To study BDNF function in the adult brain, we developed an inducible mouse BDNF knockout, illustrated in the figure (A, B), where BDNF expression can be blocked at specific developmental times and in defined brain regions. Moreover, in this knockout animal, BDNF is not entirely deleted, but its levels are diminished. In the adult mouse BDNF knockout, BDNF reductions can be demonstrated in neurons of the neocortex and the hippocampus (C, D). Behavioral studies with this inducible knockout animal show that BDNF has distinguishable functions if depleted during early development (e.g., extreme impairments in learning and memory) compared with depletion only in the adult brain (e.g., measurable but less extensive impairments).

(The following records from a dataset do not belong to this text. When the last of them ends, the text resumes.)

use std::collections::VecDeque;

use chrono::{DateTime, Utc};
use serde::Serialize;

use crate::detect::{Severity, Violation, ViolationKind};

/// Default number of entries the rolling log keeps.
pub const DEFAULT_LOG_CAPACITY: usize = 50;

#[derive(Clone, Debug, PartialEq, Serialize)]
pub struct ViolationLogEntry {
    pub timestamp: DateTime<Utc>,
    #[serde(rename = "type")]
    pub kind: ViolationKind,
    pub description: String,
    pub severity: Severity,
    /// People affected; 1 when the violation carries no count.
    pub count: u32,
}

impl ViolationLogEntry {
    pub fn from_violation(violation: &Violation, timestamp: DateTime<Utc>) -> Self {
        Self {
            timestamp,
            kind: violation.kind,
            description: violation.description.clone(),
            severity: violation.severity,
            count: violation.count.unwrap_or(1),
        }
    }
}

/// Bounded, append-only violation history. Oldest entries are evicted first.
#[derive(Debug)]
pub struct ViolationLog {
    entries: VecDeque<ViolationLogEntry>,
    capacity: usize,
    total: u64,
}

impl ViolationLog {
    pub fn new(capacity: usize) -> Self {
        let capacity = capacity.max(1);
        Self {
            entries: VecDeque::with_capacity(capacity),
            capacity,
            total: 0,
        }
    }

    pub fn append(&mut self, entry: ViolationLogEntry) {
        while self.entries.len() >= self.capacity {
            self.entries.pop_front();
        }
        self.entries.push_back(entry);
        self.total += 1;
    }

    /// Append one entry per violation, all stamped with `timestamp`.
    pub fn record(&mut self, violations: &[Violation], timestamp: DateTime<Utc>) {
        for violation in violations {
            self.append(ViolationLogEntry::from_violation(violation, timestamp));
        }
    }

    /// Up to `limit` most recent entries, oldest first.
    pub fn recent(&self, limit: usize) -> Vec<ViolationLogEntry> {
        let skip = self.entries.len().saturating_sub(limit);
        self.entries.iter().skip(skip).cloned().collect()
    }

    pub fn len(&self) -> usize {
        self.entries.len()
    }

    pub fn is_empty(&self) -> bool {
        self.entries.is_empty()
    }

    pub fn capacity(&self) -> usize {
        self.capacity
    }

    /// Entries ever appended, including evicted ones.
    pub fn total(&self) -> u64 {
        self.total
    }
}

impl Default for ViolationLog {
    fn default() -> Self {
        Self::new(DEFAULT_LOG_CAPACITY)
    }
}

#[cfg(test)]
mod tests {
    use super::*;

    fn violation(n: u32, count: Option<u32>) -> Violation {
        Violation {
            kind: ViolationKind::MissingHardhat,
            severity: Severity::High,
            description: format!("violation {n}"),
            bbox: None,
            count,
            confidence: None,
        }
    }

    #[test]
    fn log_never_exceeds_capacity_and_evicts_oldest() {
        let mut log = ViolationLog::new(3);
        for n in 0..5 {
            log.record(&[violation(n, None)], Utc::now());
            assert!(log.len() <= 3);
        }
        let recent = log.recent(10);
        let descriptions: Vec<_> = recent.iter().map(|e| e.description.as_str()).collect();
        assert_eq!(descriptions, ["violation 2", "violation 3", "violation 4"]);
        assert_eq!(log.total(), 5);
    }

    #[test]
    fn recent_returns_newest_last() {
        let mut log = ViolationLog::new(10);
        for n in 0..4 {
            log.record(&[violation(n, Some(n + 1))], Utc::now());
        }
        let recent = log.recent(2);
        assert_eq!(recent.len(), 2);
        assert_eq!(recent[0].description, "violation 2");
        assert_eq!(recent[1].count, 4);
    }

    #[test]
    fn count_defaults_to_one() {
        let entry = ViolationLogEntry::from_violation(&violation(0, None), Utc::now());
        assert_eq!(entry.count, 1);
        let json = serde_json::to_value(&entry).unwrap();
        assert_eq!(json["type"], "missing_hardhat");
    }
}
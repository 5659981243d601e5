use anyhow::Result;

use crate::detect::backend::DetectorBackend;
use crate::detect::result::RawDetection;

/// Reduced-capability backend used when no model could be loaded.
///
/// Reports no detections, so the pipeline keeps streaming frames with zero
/// people and no violations instead of refusing to start.
#[derive(Default)]
pub struct FallbackBackend {
    frames_seen: u64,
}

impl FallbackBackend {
    pub fn new() -> Self {
        Self::default()
    }

    pub fn frames_seen(&self) -> u64 {
        self.frames_seen
    }
}

impl DetectorBackend for FallbackBackend {
    fn name(&self) -> &'static str {
        "fallback"
    }

    fn detect(
        &mut self,
        _pixels: &[u8],
        _width: u32,
        _height: u32,
        _confidence_floor: f32,
    ) -> Result<Vec<RawDetection>> {
        self.frames_seen += 1;
        Ok(Vec::new())
    }
}
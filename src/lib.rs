//! Brainalyze client core for an MRI tumor-analysis app.
//!
//! Screens sit on top of this crate: sign-in resolves a session context
//! once, an upload runs a single pass against the remote inference service,
//! the report screen loads one composed read into a merged view, and from
//! there the view feeds the PDF exporter and the scripted chat assistant.
//! All remote collaborators hide behind traits with mock implementations
//! for tests.

pub mod backend;
pub mod cancel;
pub mod chat;
pub mod config;
pub mod export;
pub mod models;
pub mod report;
pub mod session;
pub mod upload;

use tracing_subscriber::EnvFilter;

/// Initialize tracing. RUST_LOG wins when set.
pub fn init_tracing() {
    tracing_subscriber::fmt()
        .with_env_filter(
            EnvFilter::try_from_default_env()
                .unwrap_or_else(|_| EnvFilter::new(config::default_log_filter())),
        )
        .init();
}
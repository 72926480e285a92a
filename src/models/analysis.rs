//! Analysis result row and the raw inference payload it is normalized from.
//!
//! The inference service reports confidence as a percentage; everything past
//! the ingest boundary uses a 0.0–1.0 fraction. Banding, the chat responder,
//! and display formatting all assume the fraction form.

use serde::{Deserialize, Serialize};
use uuid::Uuid;

/// Model identifier the service falls back to when it omits one.
pub const DEFAULT_AI_MODEL: &str = "DenseNet-121";

/// Raw JSON object returned by the inference service for one upload.
///
/// The service has emitted both snake_case and camelCase variants of these
/// keys over time, so both are accepted. Unknown fields are ignored.
#[derive(Debug, Clone, Deserialize)]
pub struct InferencePayload {
    #[serde(default)]
    pub scan_id: Option<Uuid>,
    #[serde(alias = "tumorDetected")]
    pub tumor_detected: bool,
    /// Percentage as reported by the service (e.g. 94.5).
    pub confidence: f64,
    #[serde(alias = "tumorType")]
    pub tumor_type: String,
    #[serde(default, alias = "tumorSize")]
    pub tumor_size: Option<String>,
    #[serde(default, alias = "tumorLocation")]
    pub tumor_location: Option<String>,
    #[serde(default, alias = "tumorVolume")]
    pub tumor_volume: Option<String>,
    #[serde(default)]
    pub severity: Option<String>,
    #[serde(default)]
    pub description: Option<String>,
    #[serde(default)]
    pub recommendations: Vec<String>,
    #[serde(default)]
    pub ai_model: Option<String>,
    #[serde(default)]
    pub processing_time: Option<f64>,
    #[serde(default)]
    pub slices_analyzed: Option<u32>,
    #[serde(default)]
    pub report_pdf_url: Option<String>,
    #[serde(default)]
    pub gradcam_url: Option<String>,
}

/// Normalized `analysis_results` row.
///
/// A pure projection of the inference payload for the enumerated fields,
/// with the confidence rescaled to its canonical fraction form.
#[derive(Debug, Clone, Serialize, Deserialize)]
pub struct AnalysisResult {
    /// Assigned by the data store on insert; `None` before persistence.
    /// Absent keys stay absent on the wire so the insert does not override
    /// the column defaults with explicit nulls.
    #[serde(default, skip_serializing_if = "Option::is_none")]
    pub id: Option<Uuid>,
    #[serde(default, skip_serializing_if = "Option::is_none")]
    pub scan_id: Option<Uuid>,
    pub tumor_detected: bool,
    /// Canonical confidence: fraction in [0.0, 1.0].
    pub confidence: f64,
    pub tumor_type: String,
    pub tumor_size: Option<String>,
    pub tumor_location: Option<String>,
    pub tumor_volume: Option<String>,
    pub severity: Option<String>,
    pub description: Option<String>,
    pub recommendations: Vec<String>,
    pub ai_model: String,
    pub processing_time: Option<f64>,
    pub slices_analyzed: Option<u32>,
    #[serde(default)]
    pub gradcam_url: Option<String>,
}

impl AnalysisResult {
    /// Normalize the raw inference payload into the canonical row shape.
    pub fn from_payload(payload: InferencePayload) -> Self {
        Self {
            id: None,
            scan_id: payload.scan_id,
            tumor_detected: payload.tumor_detected,
            confidence: normalize_confidence(payload.confidence),
            tumor_type: payload.tumor_type,
            tumor_size: payload.tumor_size,
            tumor_location: payload.tumor_location,
            tumor_volume: payload.tumor_volume,
            severity: payload.severity,
            description: payload.description,
            recommendations: payload.recommendations,
            ai_model: payload
                .ai_model
                .unwrap_or_else(|| DEFAULT_AI_MODEL.to_string()),
            processing_time: payload.processing_time,
            slices_analyzed: payload.slices_analyzed,
            gradcam_url: payload.gradcam_url,
        }
    }
}

/// Canonicalize a reported confidence value.
///
/// Values above 1.0 are treated as percentages and rescaled; the result is
/// clamped to [0.0, 1.0].
pub fn normalize_confidence(raw: f64) -> f64 {
    if raw > 1.0 {
        (raw / 100.0).clamp(0.0, 1.0)
    } else {
        raw.max(0.0)
    }
}

#[cfg(test)]
mod tests {
    use super::*;

    fn payload_json() -> &'static str {
        r#"{
            "tumor_detected": true,
            "confidence": 94.5,
            "tumor_type": "Glioblastoma",
            "tumor_size": "3.2 x 2.8 x 2.5 cm",
            "tumor_location": "Right Frontal Lobe",
            "tumor_volume": "23.5 cm3",
            "severity": "high",
            "description": "AI analyzed MRI scan and predicted tumor classification.",
            "recommendations": ["Consult your neurologist for further review."],
            "ai_model": "DenseNet-121",
            "processing_time": 1.8,
            "slices_analyzed": 156,
            "gradcam_url": "https://example.com/gradcam/abc.png"
        }"#
    }

    #[test]
    fn payload_parses_snake_case() {
        let payload: InferencePayload = serde_json::from_str(payload_json()).unwrap();
        assert!(payload.tumor_detected);
        assert_eq!(payload.tumor_type, "Glioblastoma");
        assert_eq!(payload.slices_analyzed, Some(156));
    }

    #[test]
    fn payload_accepts_camel_case_aliases() {
        let json = r#"{
            "tumorDetected": false,
            "confidence": 12.0,
            "tumorType": "No Tumor"
        }"#;
        let payload: InferencePayload = serde_json::from_str(json).unwrap();
        assert!(!payload.tumor_detected);
        assert_eq!(payload.tumor_type, "No Tumor");
        assert!(payload.recommendations.is_empty());
    }

    #[test]
    fn normalization_is_a_pure_projection() {
        let payload: InferencePayload = serde_json::from_str(payload_json()).unwrap();
        let result = AnalysisResult::from_payload(payload.clone());
        assert_eq!(result.tumor_detected, payload.tumor_detected);
        assert_eq!(result.tumor_type, payload.tumor_type);
        assert_eq!(result.tumor_size, payload.tumor_size);
        assert_eq!(result.tumor_location, payload.tumor_location);
        assert_eq!(result.tumor_volume, payload.tumor_volume);
        assert_eq!(result.severity, payload.severity);
        assert_eq!(result.description, payload.description);
        assert_eq!(result.recommendations, payload.recommendations);
        assert_eq!(result.processing_time, payload.processing_time);
        assert_eq!(result.slices_analyzed, payload.slices_analyzed);
        assert_eq!(result.gradcam_url, payload.gradcam_url);
        // Confidence is rescaled at the ingest boundary, nowhere else.
        assert!((result.confidence - 0.945).abs() < 1e-9);
    }

    #[test]
    fn unsaved_row_serializes_without_absent_keys() {
        let payload: InferencePayload = serde_json::from_str(payload_json()).unwrap();
        let row = AnalysisResult::from_payload(payload);
        assert!(row.id.is_none());

        let value = serde_json::to_value(&row).unwrap();
        // Explicit nulls would override column defaults on insert.
        assert!(value.get("id").is_none());
        assert!(value.get("scan_id").is_none());
        assert_eq!(value["tumor_type"], "Glioblastoma");
    }

    #[test]
    fn saved_row_serializes_its_id() {
        let payload: InferencePayload = serde_json::from_str(payload_json()).unwrap();
        let mut row = AnalysisResult::from_payload(payload);
        row.id = Some(Uuid::new_v4());

        let value = serde_json::to_value(&row).unwrap();
        assert!(value.get("id").is_some());
    }

    #[test]
    fn missing_model_falls_back_to_default() {
        let json = r#"{"tumor_detected": true, "confidence": 80.0, "tumor_type": "Meningioma"}"#;
        let payload: InferencePayload = serde_json::from_str(json).unwrap();
        let result = AnalysisResult::from_payload(payload);
        assert_eq!(result.ai_model, DEFAULT_AI_MODEL);
    }

    #[test]
    fn confidence_percentages_are_rescaled() {
        assert!((normalize_confidence(94.5) - 0.945).abs() < 1e-9);
        assert!((normalize_confidence(100.0) - 1.0).abs() < 1e-9);
    }

    #[test]
    fn confidence_fractions_pass_through() {
        assert!((normalize_confidence(0.945) - 0.945).abs() < 1e-9);
        assert!((normalize_confidence(1.0) - 1.0).abs() < 1e-9);
    }

    #[test]
    fn confidence_is_clamped() {
        assert!((normalize_confidence(250.0) - 1.0).abs() < 1e-9);
        assert!(normalize_confidence(-3.0).abs() < 1e-9);
    }
}
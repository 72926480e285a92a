//! PDF export of the report screen.
//!
//! Rendering is two parts: a typeset summary page built from the merged
//! report view, and the Grad-CAM heatmap sliced across as many extra A4
//! pages as its height needs. The slicing math lives in `page_offsets` so
//! the pagination is testable without producing a document.

use std::fs;
use std::io::{BufWriter, Cursor};
use std::path::PathBuf;

use chrono::NaiveDate;
use printpdf::image_crate::codecs::png::PngDecoder;
use printpdf::*;
use thiserror::Error;

use crate::models::report::ReportView;

/// A4 portrait.
pub const PAGE_WIDTH_MM: f64 = 210.0;
pub const PAGE_HEIGHT_MM: f64 = 297.0;

#[derive(Debug, Error)]
pub enum ExportError {
    #[error("PDF generation failed: {0}")]
    Pdf(String),

    #[error("Could not write {path}: {source}")]
    Io {
        path: PathBuf,
        source: std::io::Error,
    },

    #[error("Heatmap image could not be embedded: {0}")]
    Heatmap(String),
}

/// Vertical translation, in mm from the page bottom, of the full image on
/// each page of a sliced render.
///
/// One entry per page, `ceil(image_h / page_h)` entries total. The first
/// page shows the top of the image, so the image bottom starts at
/// `page_h - image_h` (below the page for tall images); each following page
/// lifts it by exactly one page height until the bottom slice is visible.
pub fn page_offsets(image_h: f64, page_h: f64) -> Vec<f64> {
    if image_h <= 0.0 || page_h <= 0.0 {
        return vec![0.0];
    }

    let mut offsets = Vec::new();
    let mut shift = 0.0;
    let mut remaining = image_h;
    while remaining > 0.0 {
        offsets.push(page_h - image_h + shift);
        remaining -= page_h;
        shift += page_h;
    }
    offsets
}

/// Export file name for a given report date.
pub fn file_name(date: NaiveDate) -> String {
    format!("Brainalyze_Report_{}.pdf", date.format("%Y-%m-%d"))
}

/// Writes report PDFs into a fixed export directory.
pub struct PdfExporter {
    out_dir: PathBuf,
}

impl PdfExporter {
    pub fn new(out_dir: impl Into<PathBuf>) -> Self {
        Self {
            out_dir: out_dir.into(),
        }
    }

    /// Exporter writing to the application's exports directory.
    pub fn default_location() -> Self {
        Self::new(crate::config::exports_dir())
    }

    /// Export the loaded report to disk.
    ///
    /// With no loaded report this is a silent no-op: nothing is written and
    /// no error is raised, mirroring the disabled download button. The
    /// heatmap bytes are optional; when present they must be a decodable
    /// PNG.
    pub fn export(
        &self,
        view: Option<&ReportView>,
        heatmap: Option<&[u8]>,
    ) -> Result<Option<PathBuf>, ExportError> {
        let Some(view) = view else {
            return Ok(None);
        };

        let date = view
            .generated_at
            .map(|ts| ts.date_naive())
            .unwrap_or_else(|| chrono::Utc::now().date_naive());
        let path = self.out_dir.join(file_name(date));

        let bytes = render_pdf(view, heatmap)?;

        fs::create_dir_all(&self.out_dir).map_err(|source| ExportError::Io {
            path: self.out_dir.clone(),
            source,
        })?;
        fs::write(&path, bytes).map_err(|source| ExportError::Io {
            path: path.clone(),
            source,
        })?;

        tracing::info!(path = %path.display(), "report exported");
        Ok(Some(path))
    }
}

/// Fetch the Grad-CAM heatmap bytes. Best-effort: any failure is logged and
/// the export proceeds without the heatmap pages. The request is bounded so
/// a stalled host cannot hang the export.
pub fn fetch_heatmap(url: &str) -> Option<Vec<u8>> {
    let client = match reqwest::blocking::Client::builder()
        .timeout(std::time::Duration::from_secs(30))
        .build()
    {
        Ok(client) => client,
        Err(e) => {
            tracing::warn!(error = %e, "heatmap HTTP client construction failed");
            return None;
        }
    };
    let response = match client.get(url).send() {
        Ok(response) => response,
        Err(e) => {
            tracing::warn!(error = %e, url, "heatmap fetch failed");
            return None;
        }
    };
    if !response.status().is_success() {
        tracing::warn!(status = %response.status(), url, "heatmap fetch returned non-success");
        return None;
    }
    match response.bytes() {
        Ok(bytes) => Some(bytes.to_vec()),
        Err(e) => {
            tracing::warn!(error = %e, url, "heatmap body read failed");
            None
        }
    }
}

/// Generates the report PDF. Returns PDF bytes.
fn render_pdf(view: &ReportView, heatmap: Option<&[u8]>) -> Result<Vec<u8>, ExportError> {
    let title = format!("Brainalyze Report - {}", view.patient_name);
    let (doc, page1, layer1) = PdfDocument::new(
        &title,
        Mm(PAGE_WIDTH_MM as f32),
        Mm(PAGE_HEIGHT_MM as f32),
        "Layer 1",
    );
    let layer = doc.get_page(page1).get_layer(layer1);
    let font = doc
        .add_builtin_font(BuiltinFont::Helvetica)
        .map_err(|e| ExportError::Pdf(format!("font error: {e}")))?;
    let bold = doc
        .add_builtin_font(BuiltinFont::HelveticaBold)
        .map_err(|e| ExportError::Pdf(format!("font error: {e}")))?;

    let mut y = Mm(280.0);

    // Header
    layer.use_text("BRAINALYZE MRI ANALYSIS REPORT", 14.0, Mm(20.0), y, &bold);
    y -= Mm(6.0);
    layer.use_text(
        format!("Patient: {}", view.patient_name),
        9.0,
        Mm(20.0),
        y,
        &font,
    );
    y -= Mm(4.5);
    layer.use_text(
        format!("Report date: {}", view.display_date()),
        9.0,
        Mm(20.0),
        y,
        &font,
    );
    y -= Mm(8.0);

    // Diagnosis
    layer.use_text("DIAGNOSIS:", 11.0, Mm(20.0), y, &bold);
    y -= Mm(6.0);
    let diagnosis = if view.tumor_detected {
        format!("  Tumor detected: {}", view.tumor_type)
    } else {
        "  No tumor detected".to_string()
    };
    layer.use_text(&diagnosis, 9.0, Mm(25.0), y, &font);
    y -= Mm(4.5);
    layer.use_text(
        format!(
            "  Confidence: {} ({})",
            view.confidence_display(),
            view.confidence_band().class_name(),
        ),
        9.0,
        Mm(25.0),
        y,
        &font,
    );
    y -= Mm(4.5);
    if let Some(severity) = &view.severity {
        layer.use_text(format!("  Severity: {severity}"), 9.0, Mm(25.0), y, &font);
        y -= Mm(4.5);
    }
    y -= Mm(4.0);

    // Tumor characteristics
    let characteristics = [
        ("Size", view.tumor_size.as_deref()),
        ("Location", view.tumor_location.as_deref()),
        ("Volume", view.tumor_volume.as_deref()),
    ];
    if characteristics.iter().any(|(_, v)| v.is_some()) {
        layer.use_text("TUMOR CHARACTERISTICS:", 11.0, Mm(20.0), y, &bold);
        y -= Mm(6.0);
        for (label, value) in characteristics {
            if let Some(value) = value {
                layer.use_text(format!("  {label}: {value}"), 9.0, Mm(25.0), y, &font);
                y -= Mm(4.5);
            }
        }
        y -= Mm(4.0);
    }

    // Description
    if let Some(description) = &view.description {
        layer.use_text("FINDINGS:", 11.0, Mm(20.0), y, &bold);
        y -= Mm(6.0);
        for line in wrap_text(description, 90) {
            layer.use_text(&line, 9.0, Mm(25.0), y, &font);
            y -= Mm(4.5);
        }
        y -= Mm(4.0);
    }

    // Recommendations
    if !view.recommendations.is_empty() {
        layer.use_text("RECOMMENDATIONS:", 11.0, Mm(20.0), y, &bold);
        y -= Mm(6.0);
        for (i, rec) in view.recommendations.iter().enumerate() {
            let text = format!("  {}. {}", i + 1, rec);
            for line in wrap_text(&text, 90) {
                layer.use_text(&line, 9.0, Mm(25.0), y, &font);
                y -= Mm(4.5);
            }
            y -= Mm(2.0);
        }
        y -= Mm(4.0);
    }

    // Analysis details
    layer.use_text("ANALYSIS DETAILS:", 11.0, Mm(20.0), y, &bold);
    y -= Mm(6.0);
    layer.use_text(format!("  Model: {}", view.ai_model), 9.0, Mm(25.0), y, &font);
    y -= Mm(4.5);
    if let Some(seconds) = view.processing_time {
        layer.use_text(
            format!("  Processing time: {seconds:.1}s"),
            9.0,
            Mm(25.0),
            y,
            &font,
        );
        y -= Mm(4.5);
    }
    if let Some(slices) = view.slices_analyzed {
        layer.use_text(format!("  Slices analyzed: {slices}"), 9.0, Mm(25.0), y, &font);
        y -= Mm(4.5);
    }

    // Disclaimer
    y -= Mm(8.0);
    layer.use_text(
        "This AI-generated report is for informational purposes only and does not",
        8.0,
        Mm(20.0),
        y,
        &font,
    );
    y -= Mm(4.0);
    layer.use_text(
        "replace a diagnosis by a qualified radiologist.",
        8.0,
        Mm(20.0),
        y,
        &font,
    );

    if let Some(bytes) = heatmap {
        add_heatmap_pages(&doc, bytes)?;
    }

    let mut buf = BufWriter::new(Vec::new());
    doc.save(&mut buf)
        .map_err(|e| ExportError::Pdf(format!("save error: {e}")))?;
    buf.into_inner()
        .map_err(|e| ExportError::Pdf(format!("buffer error: {e}")))
}

/// Appends the heatmap, scaled to the full page width and sliced across as
/// many pages as its height requires. Same image object on every page, only
/// the vertical translation changes.
fn add_heatmap_pages(doc: &PdfDocumentReference, bytes: &[u8]) -> Result<(), ExportError> {
    let decoder = PngDecoder::new(Cursor::new(bytes))
        .map_err(|e| ExportError::Heatmap(format!("PNG decode: {e}")))?;
    let image = Image::try_from(decoder)
        .map_err(|e| ExportError::Heatmap(format!("PNG decode: {e}")))?;
    let xobject = image.image;

    let width_px = xobject.width.0 as f64;
    let height_px = xobject.height.0 as f64;
    if width_px <= 0.0 || height_px <= 0.0 {
        return Err(ExportError::Heatmap("empty image".to_string()));
    }

    // Scale so the image spans the full page width; its rendered height in
    // mm then decides the page count.
    let dpi = width_px * 25.4 / PAGE_WIDTH_MM;
    let image_h_mm = height_px * 25.4 / dpi;

    // The slicing math stays f64; printpdf's Mm and dpi are f32, so the
    // narrowing happens only here at the boundary.
    for offset in page_offsets(image_h_mm, PAGE_HEIGHT_MM) {
        let (page, layer) =
            doc.add_page(Mm(PAGE_WIDTH_MM as f32), Mm(PAGE_HEIGHT_MM as f32), "Heatmap");
        let layer = doc.get_page(page).get_layer(layer);
        Image::from(xobject.clone()).add_to_layer(
            layer,
            ImageTransform {
                translate_x: Some(Mm(0.0)),
                translate_y: Some(Mm(offset as f32)),
                dpi: Some(dpi as f32),
                ..Default::default()
            },
        );
    }
    Ok(())
}

fn wrap_text(text: &str, max_chars: usize) -> Vec<String> {
    let mut lines = Vec::new();
    let mut current = String::new();

    for word in text.split_whitespace() {
        if current.len() + word.len() + 1 > max_chars && !current.is_empty() {
            lines.push(current.clone());
            current.clear();
        }
        if !current.is_empty() {
            current.push(' ');
        }
        current.push_str(word);
    }
    if !current.is_empty() {
        lines.push(current);
    }
    if lines.is_empty() {
        lines.push(String::new());
    }
    lines
}
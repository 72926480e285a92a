//! Scripted chat assistant for the report screen.
//!
//! The responder is a pure function of the user's text and the loaded
//! report view: a fixed rule list, first match wins, case-insensitive
//! substring matching. The session wraps it with the visible transcript and
//! a single-flight reply queue: at most one armed assistant reply at a
//! time, later sends enqueued and drained in send order after the fixed
//! thinking delay. The transcript lives only in memory.

use std::collections::VecDeque;
use std::time::{Duration, Instant};

use serde::Serialize;

use crate::models::report::ReportView;

/// Opening assistant message seeding every transcript.
pub const GREETING: &str =
    "Hello! I'm your medical AI assistant. How can I help you understand your report?";

/// Simulated thinking delay before an assistant reply appears.
const THINKING_DELAY: Duration = Duration::from_millis(900);

#[derive(Debug, Clone, Copy, PartialEq, Eq, Serialize)]
#[serde(rename_all = "snake_case")]
pub enum Speaker {
    User,
    Assistant,
}

#[derive(Debug, Clone, Serialize)]
pub struct ChatMessage {
    pub speaker: Speaker,
    pub text: String,
}

/// Scripted reply for one user message. First matching rule wins.
pub fn respond(text: &str, view: &ReportView) -> String {
    let lower = text.to_lowercase();

    if lower.contains("tumor") {
        if view.tumor_detected {
            format!(
                "The analysis identified a {} with {} confidence. \
                 Would you like to know more about what this means?",
                view.tumor_type,
                view.confidence_display(),
            )
        } else {
            format!(
                "The analysis did not detect a tumor in this scan \
                 ({} confidence). Regular follow-up imaging is still \
                 recommended by your care team.",
                view.confidence_display(),
            )
        }
    } else if lower.contains("confidence") {
        format!(
            "The model reported {} confidence for this analysis. Confidence \
             reflects how strongly the imaging features matched the \
             predicted category.",
            view.confidence_display(),
        )
    } else if lower.contains("treatment") || lower.contains("therapy") {
        "Treatment decisions are made by your care team, not by this \
         assistant. Your report's recommendations are a good starting point \
         for that conversation, so please discuss them with your physician."
            .to_string()
    } else {
        "I can help explain any part of your report. Try asking about the \
         tumor, the confidence score, or treatment follow-up."
            .to_string()
    }
}

/// A reply waiting its turn. Only the queue head carries a deadline.
#[derive(Debug)]
struct PendingReply {
    text: String,
    ready_at: Option<Instant>,
}

/// One chat session over a loaded report.
pub struct ChatSession {
    view: ReportView,
    transcript: Vec<ChatMessage>,
    queue: VecDeque<PendingReply>,
    delay: Duration,
}

impl ChatSession {
    pub fn new(view: ReportView) -> Self {
        Self::with_delay(view, THINKING_DELAY)
    }

    /// Session with an explicit thinking delay (tests use zero).
    pub fn with_delay(view: ReportView, delay: Duration) -> Self {
        Self {
            view,
            transcript: vec![ChatMessage {
                speaker: Speaker::Assistant,
                text: GREETING.to_string(),
            }],
            queue: VecDeque::new(),
            delay,
        }
    }

    /// Append the user message and enqueue its scripted reply.
    ///
    /// Blank sends are ignored. The reply's deadline is armed only when it
    /// reaches the head of the queue, so replies drain strictly in send
    /// order, one in flight while the rest wait.
    pub fn send(&mut self, text: &str) {
        let text = text.trim();
        if text.is_empty() {
            return;
        }

        self.transcript.push(ChatMessage {
            speaker: Speaker::User,
            text: text.to_string(),
        });

        let reply = respond(text, &self.view);
        let armed = self.queue.is_empty();
        self.queue.push_back(PendingReply {
            text: reply,
            ready_at: armed.then(|| Instant::now() + self.delay),
        });
    }

    /// Drain every reply whose delay has elapsed, arming the next one as it
    /// reaches the head. Call from the UI tick. Returns the assistant
    /// messages appended by this call.
    pub fn poll(&mut self) -> Vec<ChatMessage> {
        let mut appended = Vec::new();
        loop {
            let now = Instant::now();
            let Some(head) = self.queue.front_mut() else {
                break;
            };
            let ready_at = *head.ready_at.get_or_insert(now + self.delay);
            if now < ready_at {
                break;
            }

            let Some(reply) = self.queue.pop_front() else {
                break;
            };
            let message = ChatMessage {
                speaker: Speaker::Assistant,
                text: reply.text,
            };
            self.transcript.push(message.clone());
            appended.push(message);

            if let Some(next) = self.queue.front_mut() {
                next.ready_at = Some(Instant::now() + self.delay);
            }
        }
        appended
    }

    /// Replies still waiting to be delivered.
    pub fn pending(&self) -> usize {
        self.queue.len()
    }

    pub fn transcript(&self) -> &[ChatMessage] {
        &self.transcript
    }

    pub fn delay(&self) -> Duration {
        self.delay
    }
}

The adult reduction in BDNF results in diminished long-term potentiation in the hippocampus, the process that is believed to be the cellular mechanism of learning and memory (E) and in alterations in memory performance in the knockout mice. Curiously, reductions in BDNF in adult animals show gender-specific differences in motor and depression behaviors. Specifically, adult male BDNF knockouts show hyperactivity without depression behavior, whereas the female knockout mice show no motor changes but they express depression behaviors. It may be the case that the loss of BDNF increases the vulnerability of cerebral systems to adverse environmental events and decreases overall neural resilience.